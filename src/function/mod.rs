//! Function handlers and the registry mapping paths to them.

pub mod handler;
pub mod registry;

pub use handler::{FunctionHandler, HandlerError, RequestContext};
pub use registry::{route_key, FunctionRegistry, Route};
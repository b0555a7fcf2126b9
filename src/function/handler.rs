//! Function handler trait and per-request context.

use crate::envelope::{Envelope, ErrorProjection};
use crate::http::RawRequest;
use crate::logger::ScopedLogger;
use crate::runtime::ServerHandle;
use async_trait::async_trait;
use std::borrow::Cow;
use std::fmt;
use std::future::Future;

/// Everything a handler gets besides the request itself. Built fresh for every request.
#[derive(Debug, Clone)]
pub struct RequestContext {
    /// Logger tagged with this request's `url`, `method` and `requestId`.
    pub logger: ScopedLogger,
    /// The server dispatching the request.
    pub server: ServerHandle,
}

impl RequestContext {
    /// Identifier generated for this request.
    pub fn request_id(&self) -> &str {
        self.logger.request_id().unwrap_or_default()
    }
}

/// A named function callable via `POST /name`.
///
/// Business failures are returned as [`Envelope::Failure`]. An `Err` means the
/// handler failed unexpectedly and is answered with `internal_error`.
#[async_trait]
pub trait FunctionHandler: Send + Sync + 'static {
    async fn call(&self, request: RawRequest, ctx: RequestContext) -> Result<Envelope, HandlerError>;
}

#[async_trait]
impl<F, Fut> FunctionHandler for F
where
    F: Fn(RawRequest, RequestContext) -> Fut + Send + Sync + 'static,
    Fut: Future<Output = Result<Envelope, HandlerError>> + Send + 'static,
{
    async fn call(&self, request: RawRequest, ctx: RequestContext) -> Result<Envelope, HandlerError> {
        (self)(request, ctx).await
    }
}

/// Unexpected handler failure.
#[derive(Debug, Clone, PartialEq, Eq)]
pub struct HandlerError {
    name: Cow<'static, str>,
    message: String,
    causes: Vec<String>,
}

impl HandlerError {
    pub fn new(message: impl Into<String>) -> Self {
        Self::named("Error", message)
    }

    /// Create an error with an explicit kind.
    pub fn named(name: impl Into<Cow<'static, str>>, message: impl Into<String>) -> Self {
        Self {
            name: name.into(),
            message: message.into(),
            causes: Vec::new(),
        }
    }

    /// Capture a native error and its source chain.
    pub fn from_error(
        name: impl Into<Cow<'static, str>>,
        error: &(dyn std::error::Error + 'static),
    ) -> Self {
        let name: Cow<'static, str> = name.into();
        let projection = ErrorProjection::from_error(name.into_owned(), error);
        Self {
            name: Cow::Owned(projection.name),
            message: projection.message,
            causes: projection.causes,
        }
    }

    pub fn name(&self) -> &str {
        &self.name
    }

    pub fn message(&self) -> &str {
        &self.message
    }

    pub fn causes(&self) -> &[String] {
        &self.causes
    }

    /// JSON-safe view embedded in `internal_error` responses.
    pub fn projection(&self) -> ErrorProjection {
        ErrorProjection {
            name: self.name.to_string(),
            message: self.message.clone(),
            causes: self.causes.clone(),
        }
    }
}

impl fmt::Display for HandlerError {
    fn fmt(&self, f: &mut fmt::Formatter<'_>) -> fmt::Result {
        write!(f, "{}: {}", self.name, self.message)
    }
}

impl std::error::Error for HandlerError {}

impl From<std::io::Error> for HandlerError {
    fn from(err: std::io::Error) -> Self {
        HandlerError::from_error("IoError", &err)
    }
}

impl From<serde_json::Error> for HandlerError {
    fn from(err: serde_json::Error) -> Self {
        HandlerError::from_error("JsonError", &err)
    }
}

impl From<String> for HandlerError {
    fn from(message: String) -> Self {
        HandlerError::new(message)
    }
}

impl From<&str> for HandlerError {
    fn from(message: &str) -> Self {
        HandlerError::new(message)
    }
}
use std::env;
use std::path::PathBuf;

use anyhow::{anyhow, Result};
use directories_next::ProjectDirs;

pub const ENV_CONFIG_DIR: &str = "NIXORB_CONFIG_DIR";
pub const CONFIG_FILE: &str = "orb.toml";

const QUALIFIER: &str = "studio";
const ORGANISATION: &str = "Nixate";
const APPLICATION: &str = "Nixorb";

#[derive(Debug, Clone)]
pub struct AppPaths {
    config_dir: PathBuf,
}

impl AppPaths {
    pub fn discover() -> Result<Self> {
        if let Some(config_dir) = env_override(ENV_CONFIG_DIR) {
            return Ok(Self { config_dir });
        }

        let project_dirs = ProjectDirs::from(QUALIFIER, ORGANISATION, APPLICATION)
            .ok_or_else(|| anyhow!("failed to determine user directories"))?;
        Ok(Self {
            config_dir: project_dirs.config_dir().to_path_buf(),
        })
    }

    pub fn config_file(&self) -> PathBuf {
        self.config_dir.join(CONFIG_FILE)
    }
}

fn env_override(name: &str) -> Option<PathBuf> {
    match env::var_os(name) {
        Some(value) if !value.is_empty() => Some(PathBuf::from(value)),
        _ => None,
    }
}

..............................

- **Problem description**
Find every line above that contains the word "FunctionHandler", and return each one.

- **Solution to the exercise**
pub use handler::{FunctionHandler, HandlerError, RequestContext};
pub trait FunctionHandler: Send + Sync + 'static {
impl<F, Fut> FunctionHandler for F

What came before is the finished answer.